River City (2) He had attended a PACE training session and wanted to set up a seminar in his home city. He was worried about attendance at the seminar since he knew physicians in his community were not very interested about asthma. As a result, he arranged for CME credit to be given at the PACE seminar as well as a nice dinner ($70/plate) at an exclusive restaurant. Costs are sponsored by asthma coalition funds. In addition to recruiting a well known local pulmonologist and health educator as part of the seminar faculty team, he personally contacted and visited all 19 pediatric practices in the community to recruit physicians to attend the PACE seminar.
River City (3) Initially many physicians were skeptical about “another CME dinner.” He left short notes at each practice one month, one week and one day before the seminar. He distributed articles about the impact of the seminar on other communities. Dr. Hill’s former clinic boss had openly discouraged physicians from his former clinic to attend the PACE seminar. Despite this set back, due to the “buzz” that he had created about the seminar, he received numerous last minute calls from other physicians outside his specialty, nurse practitioners and allied health professionals to attend the seminar. Some physicians wanted to bring their spouses.
River City (4) The asthma coalition had been trying to raise interest in the coalition among practicing physicians and the coalition was hesitant to turn down physicians. The coalition predicted a modest turnout. However, instead of the expected 11 attendees, there were 20 attendees. The additional costs were significant. Participation among the physicians was good, but uneven at times. Some physicians did not speak up during the discussion unless Dr. Hill called on them by name.

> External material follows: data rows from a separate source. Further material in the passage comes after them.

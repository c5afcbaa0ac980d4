use std::ffi::OsString;
use std::io::IsTerminal;
use std::path::PathBuf;

use anyhow::anyhow;
use clap::{ArgAction, Parser};
use tracing::debug;
use tracing_subscriber::EnvFilter;

use crate::commands::{expand_command_abbrev, known_command_names};
use crate::config::Config;

#[derive(Debug, Clone)]
pub struct PreprocessedArgs {
    pub cleaned_args: Vec<OsString>,
    pub rc_overrides: Vec<(String, String)>,
}

#[derive(Debug, Clone)]
pub struct KeyVal {
    pub key: String,
    pub value: String,
}

impl std::str::FromStr for KeyVal {
    type Err = anyhow::Error;

    fn from_str(s: &str) -> Result<Self, Self::Err> {
        let (k, v) = s
            .split_once('=')
            .ok_or_else(|| anyhow!("expected KEY=VALUE, got: {s}"))?;
        Ok(Self {
            key: k.trim().to_string(),
            value: v.trim().to_string(),
        })
    }
}

#[derive(Parser, Debug, Clone)]
#[command(
    name = "dottime",
    version,
    about = "dottime: your month, year and life as a grid of dots",
    disable_help_subcommand = true,
    arg_required_else_help = false
)]
pub struct GlobalCli {
    #[arg(short = 'v', long = "verbose", action = ArgAction::Count)]
    pub verbose: u8,

    #[arg(short = 'q', long = "quiet", action = ArgAction::Count)]
    pub quiet: u8,

    #[arg(
        long = "rc",
        value_parser = clap::builder::ValueParser::new(|s: &str| s.parse::<KeyVal>()),
        action = ArgAction::Append
    )]
    pub rc_overrides: Vec<KeyVal>,

    #[arg(long = "rcfile")]
    pub rcfile: Option<PathBuf>,

    #[arg(long = "data")]
    pub data: Option<PathBuf>,

    #[arg(trailing_var_arg = true, allow_hyphen_values = true)]
    pub rest: Vec<OsString>,
}

pub fn init_tracing(verbose: u8, quiet: u8) -> anyhow::Result<()> {
    let default_level = if quiet >= 2 {
        "error"
    } else if quiet == 1 {
        "warn"
    } else if verbose >= 3 {
        "trace"
    } else if verbose == 2 {
        "debug"
    } else if verbose == 1 {
        "info"
    } else {
        "warn"
    };

    let env_filter = EnvFilter::try_from_default_env()
        .or_else(|_| EnvFilter::try_new(default_level))
        .map_err(|e| anyhow!("invalid RUST_LOG / log filter: {e}"))?;

    let init_result = tracing_subscriber::fmt()
        .with_env_filter(env_filter)
        .with_target(true)
        .with_level(true)
        .with_writer(std::io::stderr)
        .with_ansi(std::io::stderr().is_terminal())
        .try_init();

    if let Err(err) = init_result {
        debug!(error = %err, "tracing subscriber already set, continuing");
    }

    Ok(())
}

/// Pulls positional `rc.key=value` / `rc.key:value` tokens out of the
/// argument list before clap sees it.
#[tracing::instrument(skip_all)]
pub fn preprocess_args(raw: &[OsString]) -> anyhow::Result<PreprocessedArgs> {
    let mut cleaned = Vec::with_capacity(raw.len());
    let mut overrides: Vec<(String, String)> = Vec::new();

    let mut iter = raw.iter().cloned();
    if let Some(bin) = iter.next() {
        cleaned.push(bin);
    }

    for arg in iter {
        let s = arg.to_string_lossy();
        if let Some(rest) = s.strip_prefix("rc.") {
            let parsed = rest
                .split_once('=')
                .or_else(|| rest.split_once(':'))
                .map(|(k, v)| (format!("rc.{k}"), v.to_string()));

            if let Some((k, v)) = parsed {
                debug!(key = %k, value = %v, "captured positional rc override");
                overrides.push((k, v));
                continue;
            }
        }

        cleaned.push(arg);
    }

    Ok(PreprocessedArgs {
        cleaned_args: cleaned,
        rc_overrides: overrides,
    })
}

#[derive(Debug, Clone, PartialEq, Eq)]
pub struct Invocation {
    pub command: String,
    pub command_args: Vec<String>,
}

impl Invocation {
    #[tracing::instrument(skip(cfg, rest))]
    pub fn parse(cfg: &Config, rest: Vec<OsString>) -> anyhow::Result<Self> {
        let tokens: Vec<String> = rest
            .into_iter()
            .map(|arg| arg.to_string_lossy().to_string())
            .collect();

        let known = known_command_names();
        if let Some(first) = tokens.first()
            && let Some(full) = expand_command_abbrev(first, &known)
        {
            debug!(token = %first, expanded = %full, "resolved command token");
            return Ok(Self {
                command: full.to_string(),
                command_args: tokens[1..].to_vec(),
            });
        }

        let command = cfg
            .get("default.command")
            .unwrap_or_else(|| "show".to_string());
        debug!(command = %command, args = ?tokens, "no explicit command, using default");
        Ok(Self {
            command,
            command_args: tokens,
        })
    }
}
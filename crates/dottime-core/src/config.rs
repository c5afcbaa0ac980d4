use std::collections::BTreeMap;
use std::fs;
use std::path::{
  Path,
  PathBuf
};

use anyhow::{
  Context,
  anyhow
};
use tracing::{
  debug,
  info,
  trace
};

use crate::partition::ViewMode;

const RCFILE_ENV_VAR: &str = "DOTTIMERC";

const DEFAULTS: &[(&str, &str)] = &[
  ("data.location", "~/.dottime"),
  ("default.command", "show"),
  ("default.view", "month"),
  ("default.birth_year", "1990"),
  ("color", "on"),
  ("grid.glyph.passed", "●"),
  ("grid.glyph.today", "◉"),
  ("grid.glyph.future", "·"),
  ("grid.columns.month", "7"),
  ("grid.columns.year", "16"),
  ("grid.columns.life", "10")
];

#[derive(Debug, Clone)]
pub struct Config {
  map:              BTreeMap<String, String>,
  pub loaded_files: Vec<PathBuf>
}

impl Default for Config {
  fn default() -> Self {
    Self {
      map:          DEFAULTS
        .iter()
        .map(|(k, v)| {
          (k.to_string(), v.to_string())
        })
        .collect(),
      loaded_files: vec![]
    }
  }
}

impl Config {
  #[tracing::instrument(skip(
    rcfile_override
  ))]
  pub fn load(
    rcfile_override: Option<&Path>
  ) -> anyhow::Result<Self> {
    let mut cfg = Config::default();

    let rcfile = resolve_rcfile_path(
      rcfile_override
    )?;
    if let Some(path) = rcfile {
      info!(rcfile = %path.display(), "loading rc file");
      cfg.load_file(&path, &mut Vec::new())?;
    } else {
      debug!(
        "no rc file found; using \
         defaults"
      );
    }

    Ok(cfg)
  }

  #[tracing::instrument(skip(
    self, overrides
  ))]
  pub fn apply_overrides<I>(
    &mut self,
    overrides: I
  ) where
    I: IntoIterator<
      Item = (String, String)
    >
  {
    for (k, v) in overrides {
      let key = k
        .strip_prefix("rc.")
        .unwrap_or(&k)
        .to_string();
      debug!(key = %key, value = %v, "applying override");
      self.map.insert(key, v);
    }
  }

  pub fn set(
    &mut self,
    key: &str,
    value: &str
  ) {
    self.map.insert(
      key.to_string(),
      value.to_string()
    );
  }

  pub fn get(
    &self,
    key: &str
  ) -> Option<String> {
    self.map.get(key).cloned()
  }

  pub fn get_bool(
    &self,
    key: &str
  ) -> Option<bool> {
    self
      .map
      .get(key)
      .map(|v| parse_bool(v))
  }

  pub fn get_u32(
    &self,
    key: &str
  ) -> anyhow::Result<Option<u32>> {
    self
      .map
      .get(key)
      .map(|v| {
        v.trim().parse::<u32>().with_context(
          || {
            format!(
              "config key {key} is not \
               a non-negative integer: \
               {v}"
            )
          }
        )
      })
      .transpose()
  }

  pub fn get_i32(
    &self,
    key: &str
  ) -> anyhow::Result<Option<i32>> {
    self
      .map
      .get(key)
      .map(|v| {
        v.trim().parse::<i32>().with_context(
          || {
            format!(
              "config key {key} is not \
               an integer: {v}"
            )
          }
        )
      })
      .transpose()
  }

  pub fn default_view(
    &self
  ) -> anyhow::Result<ViewMode> {
    self
      .get("default.view")
      .unwrap_or_else(|| {
        "month".to_string()
      })
      .parse()
      .context(
        "invalid config key \
         default.view"
      )
  }

  pub fn default_birth_year(
    &self
  ) -> anyhow::Result<i32> {
    Ok(
      self
        .get_i32("default.birth_year")?
        .unwrap_or(
          crate::partition::DEFAULT_BIRTH_YEAR
        )
    )
  }

  pub fn grid_columns(
    &self,
    mode: ViewMode
  ) -> anyhow::Result<u32> {
    let key = format!(
      "grid.columns.{}",
      mode.as_str()
    );
    let columns = self
      .get_u32(&key)?
      .unwrap_or(match mode {
        | ViewMode::Month => 7,
        | ViewMode::Year => 16,
        | ViewMode::Life => 10
      });
    if columns == 0 {
      return Err(anyhow!(
        "config key {key} must be at \
         least 1"
      ));
    }
    Ok(columns)
  }

  pub fn iter(
    &self
  ) -> impl Iterator<Item = (&String, &String)>
  {
    self.map.iter()
  }

  /// `chain` holds the canonical paths
  /// of the files currently being
  /// included, outermost first.
  #[tracing::instrument(skip(
    self, chain
  ))]
  fn load_file(
    &mut self,
    path: &Path,
    chain: &mut Vec<PathBuf>
  ) -> anyhow::Result<()> {
    let path = expand_tilde(path);
    let text =
      fs::read_to_string(&path)
        .with_context(|| {
          format!(
            "failed to read {}",
            path.display()
          )
        })?;

    self
      .loaded_files
      .push(path.clone());
    chain.push(canonical_path(&path)?);

    let base_dir = path
      .parent()
      .map(|p| p.to_path_buf())
      .unwrap_or_else(|| {
        PathBuf::from(".")
      });

    for (line_num, raw_line) in
      text.lines().enumerate()
    {
      let line = strip_comment(raw_line);
      if line.is_empty() {
        continue;
      }

      if let Some(include_rest) =
        line.strip_prefix("include ")
      {
        let include_path =
          resolve_include_path(
            &base_dir,
            include_rest.trim()
          )?;
        debug!(
            file = %path.display(),
            include = %include_path.display(),
            line = line_num + 1,
            "processing include"
        );

        if !include_path.exists() {
          tracing::warn!(include = %include_path.display(), "include file does not exist; skipping");
          continue;
        }

        if chain.contains(
          &canonical_path(&include_path)?
        ) {
          return Err(anyhow!(
            "include cycle at {}:{}: \
             {}",
            path.display(),
            line_num + 1,
            include_path.display()
          ));
        }

        self
          .load_file(&include_path, chain)?;
        continue;
      }

      let (k, v) = line
        .split_once('=')
        .ok_or_else(|| {
          anyhow!(
            "invalid config line \
             {}:{}: {}",
            path.display(),
            line_num + 1,
            raw_line
          )
        })?;

      let key = k.trim().to_string();
      let value = v.trim().to_string();
      trace!(key = %key, value = %value, "loaded config key");
      self.map.insert(key, value);
    }

    chain.pop();
    Ok(())
  }
}

fn canonical_path(
  path: &Path
) -> anyhow::Result<PathBuf> {
  fs::canonicalize(path).with_context(
    || {
      format!(
        "failed to resolve {}",
        path.display()
      )
    }
  )
}

/// Drops a trailing `# comment`. Values
/// may not contain `#`.
fn strip_comment(raw: &str) -> &str {
  raw
    .split_once('#')
    .map_or(raw, |(before, _)| before)
    .trim()
}

#[tracing::instrument(skip(
  cfg,
  override_dir
))]
pub fn resolve_data_dir(
  cfg: &Config,
  override_dir: Option<&Path>
) -> anyhow::Result<PathBuf> {
  let dir = if let Some(path) =
    override_dir
  {
    path.to_path_buf()
  } else if let Some(cfg_value) =
    cfg.get("data.location")
  {
    expand_tilde(Path::new(&cfg_value))
  } else {
    default_data_dir()?
  };

  if !dir.exists() {
    info!(dir = %dir.display(), "creating data directory");
    fs::create_dir_all(&dir)
      .with_context(|| {
        format!(
          "failed to create {}",
          dir.display()
        )
      })?;
  }

  Ok(dir)
}

#[tracing::instrument(skip(
  override_path
))]
fn resolve_rcfile_path(
  override_path: Option<&Path>
) -> anyhow::Result<Option<PathBuf>> {
  if let Some(path) = override_path {
    return Ok(Some(path.to_path_buf()));
  }

  if let Ok(rc_env) =
    std::env::var(RCFILE_ENV_VAR)
  {
    if rc_env == "/dev/null" {
      return Ok(None);
    }
    return Ok(Some(PathBuf::from(
      rc_env
    )));
  }

  let Some(home) = dirs::home_dir()
  else {
    return Ok(None);
  };
  let candidate = home.join(".dottimerc");
  if candidate.exists() {
    return Ok(Some(candidate));
  }

  Ok(None)
}

fn default_data_dir()
-> anyhow::Result<PathBuf> {
  let home = dirs::home_dir()
    .ok_or_else(|| {
      anyhow!(
        "cannot determine home \
         directory"
      )
    })?;
  Ok(home.join(".dottime"))
}

fn resolve_include_path(
  base_dir: &Path,
  include: &str
) -> anyhow::Result<PathBuf> {
  if include.trim().is_empty() {
    return Err(anyhow!(
      "include path cannot be empty"
    ));
  }

  let expanded =
    expand_tilde(Path::new(include));
  if expanded.is_absolute() {
    Ok(expanded)
  } else {
    Ok(base_dir.join(expanded))
  }
}

fn expand_tilde(
  path: &Path
) -> PathBuf {
  let text = path.to_string_lossy();
  if let Some(rest) =
    text.strip_prefix("~/")
    && let Some(home) = dirs::home_dir()
  {
    return home.join(rest);
  }
  path.to_path_buf()
}

pub(crate) fn parse_bool(
  s: &str
) -> bool {
  matches!(
    s.trim()
      .to_ascii_lowercase()
      .as_str(),
    "1" | "y" | "yes" | "on" | "true"
  )
}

Questions • What were some of the positive aspects of the River City physician recruitment strategy? • Which of these strategies are practical for your asthma coalition to incorporate to recruit physicians to attend the seminar? • What were some of the negative aspects of the River City physician recruitment strategy? • Which of these strategies can your asthma coalition avoid when recruiting physicians to attend the seminar?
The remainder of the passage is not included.